In August 1971, Sta. Romana was on a tour in China with other students when an arrest warrant was issued against him and four other students in the aftermath of the Plaza Miranda bombing in Manila, which forced him and others into exile in China. He returned to the Philippines 15 years later in March 1986, after the People Power Revolution ousted President Ferdinand Marcos and his family from power.

As a broadcast journalist in the United States, Sta. Romana served as ABC News's China correspondent from the 1980s until 2011. In 2000, he and his ABC team won a News and Documentary Emmy Award.

==Early life==
Born in Manila, Sta. Romana was the grandson of Senator Santiago Lucero, for whom he was named.

==Activism and exile==
As a young man, Sta. Romana studied at De La Salle University and was active in the anti-government demonstrations known as the First Quarter Storm in early 1970, as well as the Diliman Commune at the University of the Philippines (UP) in February 1971. As a student, he visited the People's Republic of China in August 1971 as the head of a Philippine youth delegation. However, that same month, Philippine President Ferdinand Marcos began issuing arrest warrants against those potentially involved in the Plaza Miranda bombing, including student activists such as Romana, and thus he was forced to stay in China along with Jaime FlorCruz and Diliman Commune leader Ericson Baculinao. Due to his exile, he was unable to finish his master's degree in economics at UP. During their time in China, Romana and Baculinao moved from Hunan to Beijing to study Mandarin at the Beijing Language Institute (now Beijing Language and Culture University), with Romana later becoming a translation editor.

In March 1986, in the aftermath of the People Power Revolution that ousted President Marcos and his family from power, both Sta.
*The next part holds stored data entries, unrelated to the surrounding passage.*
use super::definition::{GrammarDefinition, ProductionDefinition, TerminalDefinition};
use super::{ArityPattern, GrammarError};
use crate::logging::codes;
use crate::terminals::TerminalIndexMapper;
use crate::tokens::TerminalClass;
use crate::{log_error, log_success};
use std::collections::{BTreeMap, HashMap};
use std::path::Path;

/// Built-in S-expression grammar: name, oracle index, leading terminal
/// count, counts after each recursive child
const SEXP_PRODUCTIONS: &[(&str, u32, usize, &[usize])] = &[
    ("Sexp0", 0, 1, &[]),
    ("Sexp1", 1, 0, &[0]),
    ("Sexp2", 2, 1, &[1]),
    ("Sexp3", 3, 1, &[0]),
    ("Sexp4", 4, 0, &[0]),
    ("Sexp5", 5, 0, &[]),
];

#[derive(Debug, Clone, PartialEq, Eq)]
pub struct Production {
    pub name: String,
    pub index: u32,
    pub arity: ArityPattern,
}

/// Immutable production table shared by every build against one grammar
#[derive(Debug, Clone, PartialEq, Eq)]
pub struct GrammarTable {
    productions: HashMap<String, Production>,
    by_index: BTreeMap<u32, String>,
    terminals: TerminalIndexMapper,
}

impl GrammarTable {
    /// The S-expression grammar with the standard terminal alphabet
    pub fn sexp() -> Self {
        let mut table = Self::empty(TerminalIndexMapper::standard());
        for (name, index, leading, trailing) in SEXP_PRODUCTIONS {
            table.insert_unchecked(name, *index, ArityPattern::from_parts(*leading, trailing));
        }
        table
    }

    fn empty(terminals: TerminalIndexMapper) -> Self {
        Self {
            productions: HashMap::new(),
            by_index: BTreeMap::new(),
            terminals,
        }
    }

    fn insert_unchecked(&mut self, name: &str, index: u32, arity: ArityPattern) {
        self.by_index.insert(index, name.to_string());
        self.productions.insert(
            name.to_string(),
            Production {
                name: name.to_string(),
                index,
                arity,
            },
        );
    }

    fn insert(&mut self, name: &str, index: u32, arity: ArityPattern) -> Result<(), GrammarError> {
        if self.productions.contains_key(name) {
            return Err(GrammarError::DuplicateProduction {
                name: name.to_string(),
            });
        }
        if let Some(first) = self.by_index.get(&index) {
            return Err(GrammarError::DuplicateProductionIndex {
                index,
                first: first.clone(),
                second: name.to_string(),
            });
        }

        self.insert_unchecked(name, index, arity);
        Ok(())
    }

    /// Validate a definition and build its table. Without a `[terminals]`
    /// table the standard alphabet applies.
    pub fn from_definition(definition: &GrammarDefinition) -> Result<Self, GrammarError> {
        let result = Self::build_from_definition(definition);
        match &result {
            Ok(table) => {
                log_success!(codes::success::GRAMMAR_LOADED, "Grammar table built",
                    "productions" => table.len()
                );
            }
            Err(error) => {
                log_error!(error.error_code(), &error.to_string());
            }
        }
        result
    }

    fn build_from_definition(definition: &GrammarDefinition) -> Result<Self, GrammarError> {
        let terminals = match &definition.terminals {
            Some(terminals) => terminals.to_mapper()?,
            None => TerminalIndexMapper::standard(),
        };

        let mut table = Self::empty(terminals);
        for production in &definition.productions {
            let pattern = ArityPattern::new(production.arity.clone()).ok_or_else(|| {
                GrammarError::EmptyArityPattern {
                    production: production.name.clone(),
                }
            })?;
            table.insert(&production.name, production.index, pattern)?;
        }
        Ok(table)
    }

    pub fn from_toml_str(content: &str) -> Result<Self, GrammarError> {
        Self::from_definition(&GrammarDefinition::from_toml_str(content)?)
    }

    pub fn load(path: &Path) -> Result<Self, GrammarError> {
        Self::from_definition(&GrammarDefinition::load(path)?)
    }

    /// Arity pattern of `symbol`, or `None` when the grammar does not
    /// define it
    pub fn arity_of(&self, symbol: &str) -> Option<&ArityPattern> {
        self.productions.get(symbol).map(|p| &p.arity)
    }

    pub fn production(&self, symbol: &str) -> Option<&Production> {
        self.productions.get(symbol)
    }

    /// Symbol the oracle means by `index`
    pub fn symbol_at(&self, index: u32) -> Option<&str> {
        self.by_index.get(&index).map(String::as_str)
    }

    /// Oracle index of `symbol`
    pub fn index_of(&self, symbol: &str) -> Option<u32> {
        self.productions.get(symbol).map(|p| p.index)
    }

    pub fn contains(&self, symbol: &str) -> bool {
        self.productions.contains_key(symbol)
    }

    /// Terminal alphabet agreed with the oracle for this grammar
    pub fn terminals(&self) -> &TerminalIndexMapper {
        &self.terminals
    }

    /// Productions ordered by oracle index
    pub fn productions(&self) -> impl Iterator<Item = &Production> + '_ {
        self.by_index
            .values()
            .filter_map(move |name| self.productions.get(name))
    }

    pub fn len(&self) -> usize {
        self.productions.len()
    }

    pub fn is_empty(&self) -> bool {
        self.productions.is_empty()
    }

    /// Definition that rebuilds this table
    pub fn to_definition(&self) -> GrammarDefinition {
        let index = |class| self.terminals.index_of(class).ok();
        GrammarDefinition {
            terminals: Some(TerminalDefinition {
                atom: index(TerminalClass::Atom),
                lparen: index(TerminalClass::LeftParen),
                rparen: index(TerminalClass::RightParen),
            }),
            productions: self
                .productions()
                .map(|p| ProductionDefinition {
                    name: p.name.clone(),
                    index: p.index,
                    arity: p.arity.as_slice().to_vec(),
                })
                .collect(),
        }
    }
}

#[cfg(test)]
mod tests {
    use super::*;
    use assert_matches::assert_matches;

    #[test]
    fn test_sexp_grammar() {
        let grammar = GrammarTable::sexp();

        assert_eq!(grammar.len(), 6);
        assert_eq!(grammar.arity_of("Sexp0").unwrap().as_slice(), &[1]);
        assert_eq!(grammar.arity_of("Sexp2").unwrap().as_slice(), &[1, 1]);
        assert_eq!(grammar.arity_of("Sexp3").unwrap().as_slice(), &[1, 0]);
        assert_eq!(grammar.arity_of("Sexp5").unwrap().as_slice(), &[0]);
        assert!(grammar.arity_of("Sexp6").is_none());
        assert!(grammar.arity_of("sexp0").is_none());
    }

    #[test]
    fn test_sexp_duplicate_patterns_are_distinct_productions() {
        let grammar = GrammarTable::sexp();
        assert_eq!(grammar.arity_of("Sexp1"), grammar.arity_of("Sexp4"));
        assert_ne!(grammar.index_of("Sexp1"), grammar.index_of("Sexp4"));
    }

    #[test]
    fn test_index_table() {
        let grammar = GrammarTable::sexp();

        for i in 0..6u32 {
            let symbol = grammar.symbol_at(i).unwrap();
            assert_eq!(symbol, format!("Sexp{i}"));
            assert_eq!(grammar.index_of(symbol), Some(i));
        }
        assert_eq!(grammar.symbol_at(6), None);

        let order: Vec<u32> = grammar.productions().map(|p| p.index).collect();
        assert_eq!(order, vec![0, 1, 2, 3, 4, 5]);
    }

    #[test]
    fn test_from_toml_with_custom_terminals() {
        let grammar = GrammarTable::from_toml_str(
            r#"
[terminals]
atom = 2
lparen = 0
rparen = 1

[[productions]]
name = "Pair"
index = 10
arity = [1, 0, 1]
"#,
        )
        .unwrap();

        assert_eq!(grammar.symbol_at(10), Some("Pair"));
        assert_eq!(grammar.arity_of("Pair").unwrap().recursive_children(), 2);
        assert_eq!(grammar.terminals().index_of(TerminalClass::Atom), Ok(2));
    }

    #[test]
    fn test_missing_terminal_table_uses_standard_alphabet() {
        let grammar =
            GrammarTable::from_toml_str("[[productions]]\nname = \"A\"\nindex = 0\narity = [0]\n")
                .unwrap();
        assert_eq!(grammar.terminals(), &TerminalIndexMapper::standard());
    }

    #[test]
    fn test_empty_arity_rejected() {
        let result =
            GrammarTable::from_toml_str("[[productions]]\nname = \"Bad\"\nindex = 0\narity = []\n");
        assert_matches!(
            result,
            Err(GrammarError::EmptyArityPattern { production }) if production == "Bad"
        );
    }

    #[test]
    fn test_duplicate_name_rejected() {
        let result = GrammarTable::from_toml_str(
            r#"
[[productions]]
name = "A"
index = 0
arity = [0]

[[productions]]
name = "A"
index = 1
arity = [1]
"#,
        );
        assert_matches!(result, Err(GrammarError::DuplicateProduction { name }) if name == "A");
    }

    #[test]
    fn test_duplicate_index_rejected() {
        let result = GrammarTable::from_toml_str(
            r#"
[[productions]]
name = "A"
index = 3
arity = [0]

[[productions]]
name = "B"
index = 3
arity = [1]
"#,
        );
        assert_matches!(
            result,
            Err(GrammarError::DuplicateProductionIndex { index: 3, .. })
        );
    }

    #[test]
    fn test_definition_export_rebuilds_table() {
        let grammar = GrammarTable::sexp();
        let toml = grammar.to_definition().to_toml_string().unwrap();

        assert!(toml.contains("[[productions]]"));
        assert_eq!(GrammarTable::from_toml_str(&toml).unwrap(), grammar);
    }
}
Romana and Baculinao managed to return to the Philippines after 15 years of exile in China.

In 1987, Sta. Romana went to the Fletcher School of Law and Diplomacy at Tufts University in the United States to pursue a master's degree in international relations. After graduation, due to the continued instability in the Philippines, Sta. Romana returned to China. From 1989 to 2010, Romana served as a long-term reporter for the American Broadcasting Company (ABC) in Beijing. In 2011, Sta. Romana returned to the Philippines and joined the Philippine Rural Reconstruction Movement in 2012.

==Ambassador to China==
On September 28, 2016, Sta. Romana was appointed by President Rodrigo Duterte as the Philippine ambassador to China, with concurrent accreditation to North Korea and Mongolia. His appointment came amidst the Philippines' growing alignment with China under Duterte's presidency. Sta. Romana presented his credentials in March of the following year. He "played a key role in repairing once-tattered bilateral relations".

==Death==
On April 18, 2022, Sta. Romana died of illness while undergoing quarantine for COVID-19 in Huangshan, Anhui Province while serving as the ambassador to China, at the age of 74. After his death, he was described as "an old friend of the Chinese people", and was succeeded by Jaime FlorCruz, a former activist who had previously went into exile in China alongside Sta. Romana in 1971.